The XFN microformat and a spider in Python

One microformat which is one of the more used ones is XFN. XFN stands for XHTML Friends Network and is about marking links to the pages of your contacts and friends. Additionally you can use XFN to mark links to your own pages (e.g. linking all your profiles together).

Doing that is quite easy, you simply add a HTML attribute rel="me" to the link-tag, e.g.

<a href="http://flickr.com/photos/mrtopf" rel="me">my flickr pages</a>

If I have this on my profile page it says that I this flickr URL is also one of my pages. That way some spider can collect all the information about me. In my case I prepared a page on my site which can serve as a starting point for such a spider, linking to many of my profiles.

But what if somebody else links with rel=“me“ to one of my pages?

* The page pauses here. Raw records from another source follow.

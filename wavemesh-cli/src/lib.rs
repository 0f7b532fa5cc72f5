/// Command line front end: arguments, path resolution and file handling
use std::fs::{self, File};
use std::io::{BufReader, Write};
use std::path::{Component, Path, PathBuf};

use anyhow::Context;
use clap::Parser;
use thiserror::Error;
use wavemesh_core::{encode, MeshStats, TextParser};

/// Output file name used when `-o` is not given
pub const DEFAULT_OUTPUT: &str = "output.bin";

/// Convert a text geometry file into a binary mesh.
#[derive(Parser, Debug, Clone)]
#[command(
    name = "wavemesh",
    about = "Convert text geometry (v/vt/vn/f) into a binary mesh",
    long_about = "Convert text geometry (v/vt/vn/f) into a binary mesh.\n\n\
        OUTPUT LAYOUT (little-endian):\n\
          i32    byte length of the vertex data\n\
          f32[]  interleaved vertex records (position, tex coord, normal)\n\
          u16[]  triangle/polygon indices\n\
        \n\
        EXAMPLES:\n\
          wavemesh -f models/cube.obj\n\
          wavemesh --file models/cube.obj --output static/cube.bin",
    version
)]
pub struct Args {
    /// Input geometry file.
    #[arg(short = 'f', long = "file", value_name = "FILE")]
    pub file: Option<PathBuf>,

    /// Where to write the binary mesh.
    #[arg(short = 'o', long = "output", value_name = "FILE", default_value = DEFAULT_OUTPUT)]
    pub output: PathBuf,

    /// Increase log verbosity (-v debug, -vv trace).
    #[arg(short, long, action = clap::ArgAction::Count)]
    pub verbose: u8,
}

impl Args {
    /// Default `env_logger` filter; `RUST_LOG` takes precedence
    pub fn log_filter(&self) -> &'static str {
        match self.verbose {
            0 => "info",
            1 => "debug",
            _ => "trace",
        }
    }
}

#[derive(Debug, Error)]
pub enum CliError {
    #[error("no input file specified (use -f/--file)")]
    MissingInputFile,

    #[error("input file does not exist: {}", .0.display())]
    InputNotFound(PathBuf),
}

/// Absolute input and output paths for one conversion
#[derive(Debug, Clone, PartialEq, Eq)]
pub struct ConvertConfig {
    pub input: PathBuf,
    pub output: PathBuf,
}

impl ConvertConfig {
    /// Resolve `args` against the working directory `cwd`
    pub fn resolve(args: &Args, cwd: &Path) -> Result<Self, CliError> {
        let file = args.file.as_deref().ok_or(CliError::MissingInputFile)?;

        let input = absolutize(cwd, file);
        if !input.exists() {
            return Err(CliError::InputNotFound(input));
        }

        Ok(Self {
            input,
            output: absolutize(cwd, &args.output),
        })
    }
}

/// Join `path` onto `cwd` and fold `.` and `..` components lexically
fn absolutize(cwd: &Path, path: &Path) -> PathBuf {
    let mut resolved = PathBuf::new();
    for component in cwd.join(path).components() {
        match component {
            Component::CurDir => {}
            Component::ParentDir => {
                resolved.pop();
            }
            other => resolved.push(other.as_os_str()),
        }
    }
    resolved
}

/// Run one conversion.
///
/// The input is parsed and encoded completely before the output file is
/// created, so a failed parse never leaves a file behind.
pub fn run(config: &ConvertConfig) -> anyhow::Result<MeshStats> {
    let input = File::open(&config.input)
        .with_context(|| format!("failed to open {}", config.input.display()))?;

    let mut parser = TextParser::new();
    parser
        .read(BufReader::new(input))
        .with_context(|| format!("failed to parse {}", config.input.display()))?;
    let (mesh, stats) = parser.finish();
    let bytes = encode(&mesh).context("failed to encode mesh")?;

    if let Err(err) = write_output(&config.output, &bytes) {
        if fs::remove_file(&config.output).is_ok() {
            log::warn!("removed partial output {}", config.output.display());
        }
        return Err(err);
    }

    log::debug!(
        "{} unique vertices, {} indices, {} bytes",
        stats.unique_vertices,
        stats.indices,
        bytes.len()
    );
    Ok(stats)
}

fn write_output(path: &Path, bytes: &[u8]) -> anyhow::Result<()> {
    let mut output =
        File::create(path).with_context(|| format!("failed to create {}", path.display()))?;
    output
        .write_all(bytes)
        .and_then(|_| output.flush())
        .with_context(|| format!("failed to write {}", path.display()))?;
    Ok(())
}
/// Line-oriented geometry text parser
use std::io::BufRead;

use nom::{combinator::all_consuming, number::complete::float, IResult};

use crate::attribute::{AttributeKind, AttributePool};
use crate::error::{MeshError, Result};
use crate::mesh::{MeshBuffers, MeshBuilder, MeshStats};

/// Consumes input one line at a time.
///
/// `v`, `vt` and `vn` lines feed the attribute pool, `f` lines feed the mesh
/// builder, anything else (comments, `o`, `g`, `s`, `usemtl`, blank lines)
/// is skipped. Face references only see attributes from earlier lines.
#[derive(Debug, Default)]
pub struct TextParser {
    pool: AttributePool,
    builder: MeshBuilder,
    line: usize,
}

impl TextParser {
    pub fn new() -> Self {
        Self::default()
    }

    /// Parse a whole input into mesh buffers
    pub fn parse<R: BufRead>(reader: R) -> Result<MeshBuffers> {
        let mut parser = Self::new();
        parser.read(reader)?;
        Ok(parser.finish().0)
    }

    pub fn parse_str(input: &str) -> Result<MeshBuffers> {
        Self::parse(input.as_bytes())
    }

    /// Feed every line of `reader`
    pub fn read<R: BufRead>(&mut self, reader: R) -> Result<()> {
        for line in reader.lines() {
            self.feed_line(&line?)?;
        }
        Ok(())
    }

    /// Process the next input line. Errors carry its 1-based line number.
    pub fn feed_line(&mut self, line: &str) -> Result<()> {
        self.line += 1;
        self.dispatch(line).map_err(|e| e.at_line(self.line))
    }

    fn dispatch(&mut self, line: &str) -> Result<()> {
        let mut tokens = line.split_ascii_whitespace();
        let Some(keyword) = tokens.next() else {
            return Ok(());
        };

        if keyword == "f" {
            for token in tokens {
                self.builder.add_face_vertex(token, &self.pool)?;
            }
            return Ok(());
        }

        match AttributeKind::from_keyword(keyword) {
            Some(kind) => {
                let components = tokens
                    .map(parse_component)
                    .collect::<Result<Vec<f32>>>()?;
                self.pool.record(kind, &components)
            }
            None => {
                log::trace!("line {}: skipping {:?}", self.line, keyword);
                Ok(())
            }
        }
    }

    /// Lines consumed so far
    pub fn line(&self) -> usize {
        self.line
    }

    pub fn pool(&self) -> &AttributePool {
        &self.pool
    }

    pub fn stats(&self) -> MeshStats {
        MeshStats {
            positions: self.pool.len(AttributeKind::Position),
            tex_coords: self.pool.len(AttributeKind::TexCoord),
            normals: self.pool.len(AttributeKind::Normal),
            unique_vertices: self.builder.unique_vertices(),
            indices: self.builder.index_count(),
        }
    }

    /// Snapshot of the buffers built so far
    pub fn finalize(&self) -> MeshBuffers {
        self.builder.finalize()
    }

    /// End of input: hand over the buffers and the run summary
    pub fn finish(self) -> (MeshBuffers, MeshStats) {
        let stats = self.stats();
        log::debug!(
            "parsed {} lines: {} positions, {} tex coords, {} normals -> {} vertices, {} indices",
            self.line,
            stats.positions,
            stats.tex_coords,
            stats.normals,
            stats.unique_vertices,
            stats.indices
        );
        (self.builder.into_buffers(), stats)
    }
}

fn parse_component(token: &str) -> Result<f32> {
    let parsed: IResult<&str, f32> = all_consuming(float)(token);
    match parsed {
        Ok((_, value)) => Ok(value),
        Err(_) => Err(MeshError::MalformedNumber {
            line: 0,
            token: token.to_string(),
        }),
    }
}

In this case it helps to check for symmetrical relationships. This means that the page I link to should also link the same way back.

What about different URLs pointing to the same page

Apparently URLs can be written differently and if it’s just omitting the „www.“ or having a trailing slash. This can be a problem for identifying your profiles. One way to avoid this problem is to canonicalizing the link addresses, like Google’s Social Graph API does.

The problem for websites might be still to find out what links are the same as it always means spidering the web which might be hard if you don’t have a link page like I have. Google of course has a better position here as they have all pages already indexed and finding out those links is then more or less asking the own database. That’s what Google’s Social Graph API can do for.

It’s also about friends

XFN is not only about your web sites but also about who your friends are. The same mechnism is used but instead of „me“ other names are used, some can also be mixed, e.g.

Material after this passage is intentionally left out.